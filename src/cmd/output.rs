use std::fmt::Write;

use eeprobe::{LatencyReport, ReaderSummary};

/// Group digits in threes: `1234567` → `"1,234,567"`.
pub fn format_thousands(n: u64) -> String {
    let digits = n.to_string();
    let mut out = String::with_capacity(digits.len() + digits.len() / 3);
    for (i, c) in digits.chars().enumerate() {
        if i > 0 && (digits.len() - i) % 3 == 0 {
            out.push(',');
        }
        out.push(c);
    }
    out
}

/// Whole milliseconds (fraction dropped) with thousands separators.
#[allow(clippy::cast_possible_truncation, clippy::cast_sign_loss)]
pub fn format_ms(ms: f64) -> String {
    format!("{}ms", format_thousands(ms.max(0.0) as u64))
}

pub fn format_report(report: &LatencyReport) -> String {
    let mut out = String::new();

    for entry in &report.cameras {
        let stats = &entry.stats;
        let _ = writeln!(out, "Load time for {}:", entry.camera);
        let _ = writeln!(out, "\tMinimum: {}", format_ms(stats.minimum));
        let _ = writeln!(out, "\tAverage: {}", format_ms(stats.average));
        let _ = writeln!(out, "\tMedian:  {}", format_ms(stats.median));
        let _ = writeln!(out, "\tMaximum: {}", format_ms(stats.maximum));
        if entry.failures > 0 {
            let _ = writeln!(
                out,
                "\t({} of {} probes failed)",
                entry.failures,
                entry.failures as usize + stats.samples
            );
        }
    }

    for warning in &report.warnings {
        let _ = writeln!(out, "⚠️  {warning}");
    }

    out
}

pub fn format_summary(camera: &str, summary: &ReaderSummary) -> String {
    format!(
        "📊 {camera}: {} connections, {} reconnects, {} failed opens, {} bytes read",
        summary.connections,
        summary.reconnects(),
        summary.open_failures,
        format_thousands(summary.bytes_read)
    )
}

#[cfg(test)]
mod tests {
    use super::*;
    use eeprobe::{CameraLatency, CameraWarning, Error, LatencyStats};

    #[test]
    fn thousands_separators() {
        assert_eq!(format_thousands(0), "0");
        assert_eq!(format_thousands(999), "999");
        assert_eq!(format_thousands(1000), "1,000");
        assert_eq!(format_thousands(1_234_567), "1,234,567");
    }

    #[test]
    fn milliseconds_drop_fraction() {
        assert_eq!(format_ms(614.25), "614ms");
        assert_eq!(format_ms(618.5), "618ms");
        assert_eq!(format_ms(12_345.9), "12,345ms");
    }

    #[test]
    fn report_lists_stats_then_warnings() {
        let report = LatencyReport {
            cameras: vec![CameraLatency {
                camera: "lobby".to_string(),
                stats: LatencyStats {
                    minimum: 535.0,
                    average: 614.25,
                    median: 618.5,
                    maximum: 1685.0,
                    samples: 4,
                },
                failures: 1,
            }],
            warnings: vec![CameraWarning {
                camera: "dock".to_string(),
                failures: 5,
                error: Error::InsufficientData,
            }],
        };

        let text = format_report(&report);
        assert!(text.starts_with("Load time for lobby:\n\tMinimum: 535ms\n"));
        assert!(text.contains("\tMedian:  618ms\n"));
        assert!(text.contains("\tMaximum: 1,685ms\n"));
        assert!(text.contains("1 of 5 probes failed"));
        assert!(text.contains("⚠️  dock:"));
    }

    #[test]
    fn summary_line_counts_reconnects() {
        let summary = ReaderSummary {
            connections: 3,
            open_failures: 1,
            read_errors: 1,
            closures: 1,
            bytes_read: 20480,
        };
        let line = format_summary("lobby", &summary);
        assert!(line.contains("2 reconnects"));
        assert!(line.contains("20,480 bytes"));
    }
}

----

§ Task statement
Search the records for the word "Load" and copy out every line that holds it.

§ Reply
        let _ = writeln!(out, "Load time for {}:", entry.camera);
        assert!(text.starts_with("Load time for lobby:\n\tMinimum: 535ms\n"));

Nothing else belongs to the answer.